An illustration of The WarDuke, an evil NPC from the Greyhawk Dungeons and Dragons setting. He appears to be a muscular man wielding a shield and a bloody sword. He wears a winged black helmet that hides his face

5e has eliminated the spell Sense Alignment, but the concept can still be useful. Instead of simply casting a spell and knowing the personality of an NPC or monster, I like to give particularly powerful examples of each extreme an ‘aura’.

If a creature of an opposing alignment (good in opposition to evil, for example) gets too near, I have them make a CON save to resist feeling nauseous and reluctant to approach. This gives an extra layer of tension and sets the atmosphere for particularly evil enemies. 

It also adds to the feeling that force of conviction as more power than simply determining subclasses. In the same way that a Paladin can heal through their oath, and they might have an aura of protection or power, a particularly strongly aligned NPC might also give off some magical sense. This is a fantastical realm - and personality can have real-world effects here. 

 

Monitoring Behavior

A photograph of a TSR Dungeons and Dragons trading card. It appears to be a black helmet with metal plume resting on a stone table. "Helm of Opposite Alignment" is written under the illustration

Having trouble with keeping your players in line? Things like murderhobo-ing (randomly killing and looting everything and everyone in the players’ path), or simply disruptive behavior (such as players having their characters mess with party members or do things that disturb the other players) can be a big problem. You hear people complaining about it all the time!
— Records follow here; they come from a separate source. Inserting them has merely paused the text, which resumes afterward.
use std::str::FromStr;

use clap::{Parser, Subcommand};
use tracing_subscriber::{
    EnvFilter, Layer as _, filter::Directive, fmt::format::FmtSpan, layer::SubscriberExt,
    util::SubscriberInitExt as _,
};

use self::{prelude::*, ui::Ui};

mod async_utils;
mod background;
mod batch;
mod cmd;
mod data_url;
mod errors;
mod extract;
mod filter;
mod images;
mod prelude;
mod rate_limit;
mod store;
mod ui;

/// Search photos by the text in them, and other small photo chores.
#[derive(Debug, Parser)]
#[clap(
    version,
    author,
    after_help = r#"
Environment Variables:
  - PHOTOBOX_OCR_URL: Base URL of the OCR service used by `search`.
  - PHOTOBOX_SERVICE_URL: Base URL of the background service used by
    `replace-bg`.
  - RUST_LOG: Logging filter, for example "photobox=debug".

  These variables may be set in a standard `.env` file.
"#
)]
struct Opts {
    #[clap(subcommand)]
    subcmd: Cmd,
}

/// The subcommands we support.
#[derive(Debug, Subcommand)]
enum Cmd {
    /// OCR a batch of images and filter them by keyword.
    Search(cmd::search::SearchOpts),
    /// Re-encode an image at a lower quality or size.
    Compress(cmd::compress::CompressOpts),
    /// Resize an image to new dimensions.
    Resize(cmd::resize::ResizeOpts),
    /// Replace the background of a portrait with a solid color.
    ReplaceBg(cmd::background::ReplaceBgOpts),
    /// Print schemas for report and service formats.
    Schema(cmd::schema::SchemaOpts),
}

impl Cmd {
    /// Are we using stdout for output?
    fn using_stdout_for_output(&self) -> bool {
        match self {
            Cmd::Search(opts) => opts.output_path.is_none(),
            Cmd::Schema(opts) => opts.output_path.is_none(),
            Cmd::Compress(_) | Cmd::Resize(_) | Cmd::ReplaceBg(_) => false,
        }
    }
}

/// Our entry point, which can return an error. [`anyhow::Result`] will
/// automatically print a nice error message with optional backtrace.
#[tokio::main]
async fn main() -> Result<()> {
    let ui = Ui::init();

    // Initialize tracing.
    let directive =
        Directive::from_str("info").expect("built-in directive should be valid");
    let env_filter = EnvFilter::builder()
        .with_default_directive(directive)
        .from_env_lossy();

    let subscriber = tracing_subscriber::fmt::layer()
        .with_span_events(FmtSpan::NEW | FmtSpan::CLOSE)
        .with_writer(ui.get_stderr_writer())
        .with_filter(env_filter);
    tracing_subscriber::registry().with(subscriber).init();

    real_main(ui).await
}

/// Our real entry point.
#[instrument(level = "debug", name = "main", skip_all)]
async fn real_main(ui: Ui) -> Result<()> {
    // Load environment variables from a `.env` file, if it exists.
    dotenvy::dotenv().ok();

    let opts = Opts::parse();
    debug!("Parsed options: {:?}", opts);

    // Keep progress bars out of the way of a report on stdout.
    if opts.subcmd.using_stdout_for_output() {
        ui.hide_progress_bars();
    }

    match &opts.subcmd {
        Cmd::Search(opts) => cmd::search::cmd_search(ui, opts).await,
        Cmd::Compress(opts) => cmd::compress::cmd_compress(ui, opts).await,
        Cmd::Resize(opts) => cmd::resize::cmd_resize(ui, opts).await,
        Cmd::ReplaceBg(opts) => cmd::background::cmd_replace_bg(ui, opts).await,
        Cmd::Schema(opts) => cmd::schema::cmd_schema(opts).await,
    }
}
//! The ordered collection of images in a search session, and their OCR state.
//!
//! Records are only ever changed through [`RecordStore`]'s methods, which keep
//! the invariants in one place:
//!
//! - a record never holds both extracted text and an error,
//! - an error is present exactly when the status is [`RecordStatus::Failed`],
//! - progress only moves forward while a record is in flight,
//! - every record's [`DisplayHandle`] is released exactly once, when the
//!   record leaves the store.

use std::{
    fmt, fs,
    sync::{Arc, Mutex, MutexGuard},
};

use schemars::JsonSchema;
use tempfile::TempDir;
use uuid::Uuid;

use crate::{
    errors::{AddError, CapacityError, ValidationError},
    images::SourceImage,
    prelude::*,
};

/// Maximum number of records in a store.
pub const MAX_RECORDS: usize = 100;

/// Stable record identifier. Random, so never reused.
pub type RecordId = Uuid;

/// Where a record is in its OCR lifecycle.
#[derive(Clone, Copy, Debug, PartialEq, Eq, Hash, JsonSchema, Serialize, Deserialize)]
#[serde(rename_all = "snake_case")]
pub enum RecordStatus {
    /// Waiting to be sent to the OCR service.
    Pending,
    /// Waiting for a response from the OCR service.
    InFlight,
    /// Text was extracted.
    Done,
    /// Extraction failed. See `error`.
    Failed,
}

/// A renderable reference to a record's image, such as a preview file path.
///
/// Deliberately not `Clone`: a handle is handed back to its
/// [`PreviewProvider`] exactly once.
#[derive(Debug, PartialEq, Eq)]
pub struct DisplayHandle(String);

impl DisplayHandle {
    pub fn new(reference: impl Into<String>) -> Self {
        Self(reference.into())
    }

    pub fn as_str(&self) -> &str {
        &self.0
    }
}

impl fmt::Display for DisplayHandle {
    fn fmt(&self, f: &mut fmt::Formatter<'_>) -> fmt::Result {
        f.write_str(&self.0)
    }
}

/// Creates and releases [`DisplayHandle`]s for records.
pub trait PreviewProvider: Send + 'static {
    /// Create a handle for a new record.
    fn create(&mut self, id: RecordId, source: &SourceImage) -> Result<DisplayHandle>;

    /// Release a handle. Called once per handle, when its record is removed.
    fn release(&mut self, handle: DisplayHandle);
}

/// Previews stored as files in a temporary directory that lives as long as
/// the provider.
pub struct PreviewFiles {
    dir: TempDir,
}

impl PreviewFiles {
    pub fn new() -> Result<Self> {
        let dir = TempDir::with_prefix("photobox-previews")
            .context("Failed to create preview directory")?;
        Ok(Self { dir })
    }
}

impl PreviewProvider for PreviewFiles {
    fn create(&mut self, id: RecordId, source: &SourceImage) -> Result<DisplayHandle> {
        let extension = mime_guess::get_mime_extensions_str(&source.mime_type)
            .and_then(|exts| exts.first())
            .copied()
            .unwrap_or("img");
        let path = self.dir.path().join(format!("{id}.{extension}"));
        fs::write(&path, &source.data)
            .with_context(|| format!("Failed to write preview {:?}", path))?;
        Ok(DisplayHandle::new(path.to_string_lossy()))
    }

    fn release(&mut self, handle: DisplayHandle) {
        if let Err(err) = fs::remove_file(handle.as_str()) {
            warn!(handle = %handle, "Failed to remove preview: {err}");
        }
    }
}

/// One image and its OCR state.
#[derive(Debug)]
pub struct ImageRecord {
    id: RecordId,
    source: SourceImage,
    display_handle: Option<DisplayHandle>,
    extracted_text: Option<String>,
    status: RecordStatus,
    progress: u8,
    error: Option<String>,
}

impl ImageRecord {
    pub fn id(&self) -> RecordId {
        self.id
    }

    pub fn source(&self) -> &SourceImage {
        &self.source
    }

    #[allow(dead_code)]
    pub fn display_handle(&self) -> Option<&DisplayHandle> {
        self.display_handle.as_ref()
    }

    pub fn extracted_text(&self) -> Option<&str> {
        self.extracted_text.as_deref()
    }

    pub fn status(&self) -> RecordStatus {
        self.status
    }

    /// From 0 to 100.
    pub fn progress(&self) -> u8 {
        self.progress
    }

    pub fn error(&self) -> Option<&str> {
        self.error.as_deref()
    }

    /// Build an output record.
    pub fn to_report(&self, visible: bool) -> RecordReport {
        RecordReport {
            id: self.id.to_string(),
            filename: self.source.name.clone(),
            status: self.status,
            progress: self.progress,
            visible,
            text: self.extracted_text.clone(),
            error: self.error.clone(),
        }
    }

    /// Apply a state transition.
    fn apply(&mut self, update: RecordUpdate) {
        match update {
            RecordUpdate::Start => {
                self.status = RecordStatus::InFlight;
                self.error = None;
            }
            RecordUpdate::Progress(progress) => {
                if self.status == RecordStatus::InFlight {
                    self.progress = self.progress.max(progress.min(100));
                }
            }
            RecordUpdate::Done(text) => {
                self.status = RecordStatus::Done;
                self.extracted_text = Some(text);
                self.error = None;
                self.progress = 100;
            }
            RecordUpdate::Failed(error) => {
                self.status = RecordStatus::Failed;
                self.extracted_text = None;
                self.error = Some(error);
            }
            RecordUpdate::Reset => {
                self.status = RecordStatus::Pending;
                self.extracted_text = None;
                self.error = None;
                self.progress = 0;
            }
        }
    }
}

/// A partial change to one record. Each variant keeps the record's fields
/// consistent with each other.
#[derive(Clone, Debug, PartialEq, Eq)]
pub enum RecordUpdate {
    /// Mark the record as in flight.
    Start,
    /// Raise progress. Ignored unless in flight, and never lowers it.
    Progress(u8),
    /// Record extracted text, clearing any error.
    Done(String),
    /// Record a failure, clearing any text.
    Failed(String),
    /// Back to pending, with progress, text and error cleared.
    Reset,
}

/// What happened to a batch passed to [`RecordStore::add`].
#[derive(Debug, Default)]
pub struct AddReport {
    /// Ids of the new records, in input order.
    pub added: Vec<RecordId>,
    /// Inputs that were skipped.
    pub rejected: Vec<ValidationError>,
}

/// Status counts, for progress reporting.
#[derive(Clone, Copy, Debug, Default, PartialEq, Eq)]
pub struct RecordCounts {
    pub total: usize,
    pub pending: usize,
    pub in_flight: usize,
    pub done: usize,
    pub failed: usize,
}

impl RecordCounts {
    /// Records that reached a terminal state.
    pub fn processed(&self) -> usize {
        self.done + self.failed
    }
}

/// The ordered records of a session.
pub struct RecordStore {
    records: Vec<ImageRecord>,
    previews: Box<dyn PreviewProvider>,
    max_records: usize,
}

impl RecordStore {
    /// Create an empty store.
    pub fn new(previews: Box<dyn PreviewProvider>) -> Self {
        Self {
            records: Vec::new(),
            previews,
            max_records: MAX_RECORDS,
        }
    }

    /// Add images in order. Non-images and oversized files are skipped and
    /// reported. If the remaining images would take us over
    /// [`MAX_RECORDS`], nothing is added.
    #[instrument(level = "debug", skip_all, fields(count = files.len()))]
    pub fn add(&mut self, files: Vec<SourceImage>) -> Result<AddReport, AddError> {
        let mut accepted = Vec::with_capacity(files.len());
        let mut rejected = Vec::new();
        for file in files {
            match file.validate() {
                Ok(()) => accepted.push(file),
                Err(err) => {
                    warn!("Skipping input: {err}");
                    rejected.push(err);
                }
            }
        }

        if accepted.is_empty() {
            return Err(ValidationError::NoImages.into());
        }
        if self.records.len() + accepted.len() > self.max_records {
            return Err(CapacityError {
                existing: self.records.len(),
                incoming: accepted.len(),
                max: self.max_records,
            }
            .into());
        }

        let mut added = Vec::with_capacity(accepted.len());
        for source in accepted {
            let id = Uuid::new_v4();
            let display_handle = match self.previews.create(id, &source) {
                Ok(handle) => Some(handle),
                Err(err) => {
                    // A missing preview doesn't stop us from OCRing the image.
                    warn!(name = %source.name, "Could not create preview: {err:?}");
                    None
                }
            };
            self.records.push(ImageRecord {
                id,
                source,
                display_handle,
                extracted_text: None,
                status: RecordStatus::Pending,
                progress: 0,
                error: None,
            });
            added.push(id);
        }
        debug!(added = added.len(), total = self.records.len(), "Added records");
        Ok(AddReport { added, rejected })
    }

    /// Apply `update` to the record with `id`. Returns `false` if there is no
    /// such record.
    pub fn update(&mut self, id: RecordId, update: RecordUpdate) -> bool {
        match self.records.iter_mut().find(|r| r.id == id) {
            Some(record) => {
                trace!(%id, ?update, "Updating record");
                record.apply(update);
                true
            }
            None => false,
        }
    }

    /// Remove a record, releasing its display handle.
    #[allow(dead_code)]
    pub fn remove(&mut self, id: RecordId) -> bool {
        let Some(index) = self.records.iter().position(|r| r.id == id) else {
            return false;
        };
        let record = self.records.remove(index);
        self.release(record);
        true
    }

    /// Remove every record, releasing every display handle.
    pub fn clear(&mut self) {
        let records = std::mem::take(&mut self.records);
        for record in records {
            self.release(record);
        }
    }

    fn release(&mut self, mut record: ImageRecord) {
        if let Some(handle) = record.display_handle.take() {
            self.previews.release(handle);
        }
    }

    /// Reset every failed record to pending. Returns how many were reset.
    pub fn reset_failed(&mut self) -> usize {
        let mut count = 0;
        for record in &mut self.records {
            if record.status == RecordStatus::Failed {
                record.apply(RecordUpdate::Reset);
                count += 1;
            }
        }
        count
    }

    /// The first pending record in store order.
    pub fn next_pending(&self) -> Option<&ImageRecord> {
        self.records
            .iter()
            .find(|r| r.status == RecordStatus::Pending)
    }

    #[allow(dead_code)]
    pub fn get(&self, id: RecordId) -> Option<&ImageRecord> {
        self.records.iter().find(|r| r.id == id)
    }

    /// All records, in the order they were added.
    pub fn records(&self) -> &[ImageRecord] {
        &self.records
    }

    pub fn len(&self) -> usize {
        self.records.len()
    }

    pub fn is_empty(&self) -> bool {
        self.records.is_empty()
    }

    pub fn counts(&self) -> RecordCounts {
        let mut counts = RecordCounts {
            total: self.records.len(),
            ..RecordCounts::default()
        };
        for record in &self.records {
            match record.status {
                RecordStatus::Pending => counts.pending += 1,
                RecordStatus::InFlight => counts.in_flight += 1,
                RecordStatus::Done => counts.done += 1,
                RecordStatus::Failed => counts.failed += 1,
            }
        }
        counts
    }
}

impl Drop for RecordStore {
    fn drop(&mut self) {
        self.clear();
    }
}

/// A cloneable handle to a [`RecordStore`] shared between the batch runner
/// and whoever is driving it.
///
/// The lock is synchronous and must never be held across an `.await`.
#[derive(Clone)]
pub struct SharedStore(Arc<Mutex<RecordStore>>);

impl SharedStore {
    pub fn new(store: RecordStore) -> Self {
        Self(Arc::new(Mutex::new(store)))
    }

    /// Lock the store.
    pub fn lock(&self) -> MutexGuard<'_, RecordStore> {
        self.0.lock().expect("lock poisoned")
    }

    /// Convenience wrapper for [`RecordStore::update`].
    pub fn update(&self, id: RecordId, update: RecordUpdate) -> bool {
        self.lock().update(id, update)
    }
}

/// One output row describing a record.
#[derive(Clone, Debug, JsonSchema, Serialize)]
#[serde(rename_all = "snake_case")]
pub struct RecordReport {
    /// Record id.
    pub id: String,

    /// The original file name.
    pub filename: String,

    /// Final OCR status.
    pub status: RecordStatus,

    /// Progress, from 0 to 100.
    pub progress: u8,

    /// Did this record pass the keyword filter?
    pub visible: bool,

    /// Extracted text, if OCR succeeded.
    pub text: Option<String>,

    /// Why OCR failed, if it did.
    pub error: Option<String>,
}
I find that using, and enforcing, alignment can be a big deterrent for that. If you disallow evil characters (as I do), you can easily cut off inappropriate behavior by calmly informing the problem player that taking such actions will result in an alignment change. And, depending on your personal purview, that could either lead to them losing some of their magic, losing their allies, or even being asked to retire that character. 

Of course, continual problems should be addressed formally with the player, outside of the game. Make sure that everyone is on the same page!


Alignment Planes

The cover of the DnD Module "Temple of Elemental Evil". It appears to be a stone temple with gargoyles, set against a stormy sky. The title of the module is overlaid on top of it.

Older editions included, among the elemental planes, elemental planes of chaos, law, evil, and good. These realms sometimes appear in 5e lore, but only very briefly. I think they make a great backdrop, and motivation, for a lot of powerful figures. 

Random, horrific events popping up that your players need to solve can come from the plane of chaos or evil. Strange, retributive curses might come from the plane of law. And even good, taken too far, can be a problem. Justicars and devas can make powerful foes, particularly to a party filled with chaotic- and neutral-aligned characters.

Keep in mind, these planes are not merely examples of what we would consider to be ‘mostly lawful’ or ‘mostly good’ cultures. While human cultures may tend to emphasize one value on the chart over another (rural and isolated communities tend toward ‘chaos’ while urban and densely populated groups prefer ‘law’, in the terms of DnD), human nature is such that there is a great deal of variety in all of our personal tendencies. While a culture may value lawfulness overall, its people will often subvert the norm. There will be aspects of chaos and unlawfulness built in – even if it seems to contradict that lawful tendency. That’s just how we are, as a species.

Elemental planes aren’t like that. These are magical lands which embody law, chaos, evil, or good. A mostly personal-freedom loving culture might have strict taboos in the real world – the concept of ‘right’ and ‘wrong’ is foreign to the Plane of Chaos. Human cultures that value self-promotion and personally-motivated-ambition (traits mostly found in evil-aligned DnD characters) tend to also admire charity and protection from the well-off – helping another being would be grossly inappropriate within the Plane of Evil.